Durante a campanha, Donald Trump enfatizou que tenciona pôr a nossa economia a crescer, melhorar um código tributário defeituoso, revogar e substituir o Obamacare [a reforma da saúda do presidente Barack Obama], tornar as nossas fronteiras seguras, combater os terroristas de forma efetiva e reforçar a posição geoestratégica da América. Espero que ele se concentre de forma mais séria nestes assuntos.

O mundo reagiu de forma violenta à eleição de Donald Trump como presidente dos Estados Unidos. Como viu as manifestações de pânico, sobretudo vindas da Europa?

Não foi uma surpresa. O senhor Trump não é um político e não fala como os políticos. As pessoas não estão habituadas a uma presidente americano assim. No entanto, acho que as pessoas só o deviam julgar depois de ele tomar posse e começar a trabalhar. Tenho expectativas que ele vai surpreender muita gente.

Tem raízes portuguesas, os seus bisavôs emigraram dos Açores para os EUA, o que pode Portugal esperar do presidente Trump?

Pode esperar um aliado que compreende a importância da aliança dos Estados Unidos com a Europa e em particular com os membros da NATO.

Concorda com Donald Trump em relação ao Obamacare, mas discorda do presidente eleito em relação a acabar com a Parceria Trans-Pacífico (TPP, na sigla em inglês), como lida com estas divergências?

Simplesmente discordo do senhor Trump em relação à TPP. No entanto, acho que ele está certo quando diz que os desequilíbrios comerciais são um problema grave para os Estados Unidos. Uma grande parte desse problema começa com os elementos contraprodutivos e auto derrotistas que existem no nosso código tributário. Espero que se conseguirmos alterar esse código, depois poderemos chegar a um maior consenso em relação a acordos de comércio livre como a TPP.

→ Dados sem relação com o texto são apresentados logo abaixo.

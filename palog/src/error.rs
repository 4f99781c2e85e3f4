use palog_rcon::RconError;
use thiserror::Error;

/// Notification delivery error
#[derive(Debug, Error)]
pub enum NotifyError {
  #[error("failed to broadcast after {attempts} attempts: {source}")]
  BroadcastExhausted {
    attempts: usize,
    #[source]
    source: RconError,
  },
}

/// Startup configuration error
#[derive(Debug, Error, PartialEq)]
pub enum ConfigError {
  #[error("{0} environment variable is required")]
  Missing(&'static str),

  #[error("failed to parse {var} as a duration: {value:?}")]
  InvalidDuration { var: &'static str, value: String },

  #[error("unknown time zone in {var} (expected an IANA name such as \"Asia/Tokyo\"): {value:?}")]
  InvalidTimezone { var: &'static str, value: String },

  #[error("failed to parse {var} as a number: {value:?}")]
  InvalidNumber { var: &'static str, value: String },
}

Espera vir a ocupar um lugar na próxima Administração Trump?

Não. Disse à equipa Trump desde o primeiro momento que quero continuar no Congresso - são tempos entusiasmantes porque existe uma hipótese realista de conseguirmos aprovar algumas reformas nas quais tenho estado a trabalhar há vários anos, inclusive a reforma da saúde e propostas para reformar os impostos.

PERFIL DE DEVIN NUNES

Nasceu em 1973 em Tulare, na Califórnia

Formado em Agricultura

Representa o 22.º distrito da Califórnia na Câmara dos Representantes desde 2003

Dois bisavôs de Nunes saíram juntos da ilha de S. Jorge nos Açores à procura de uma vida melhor nos EUA, tendo-se instalado em Tulare no início do século XX. Separados, voltaram a encontrar-se 30 anos mais tarde quando descobriram que os filhos iam casar. De início simples agricultores, a família de Nunes acabou por adquirir uma quinta onde se dedicou à criação de gado. Aos 14 anos, Devin partiu o mealheiro para comprar as suas próprias primeiras sete cabeças de gado, lançando-se no negócio da família e contribuindo anos mais tarde para a sua expansão. A viver há 14 anos em Washington, Nunes mantém a ligação à terra. Casado com Elizabeth (ela também lusodescendente), Nunes tem três filhas.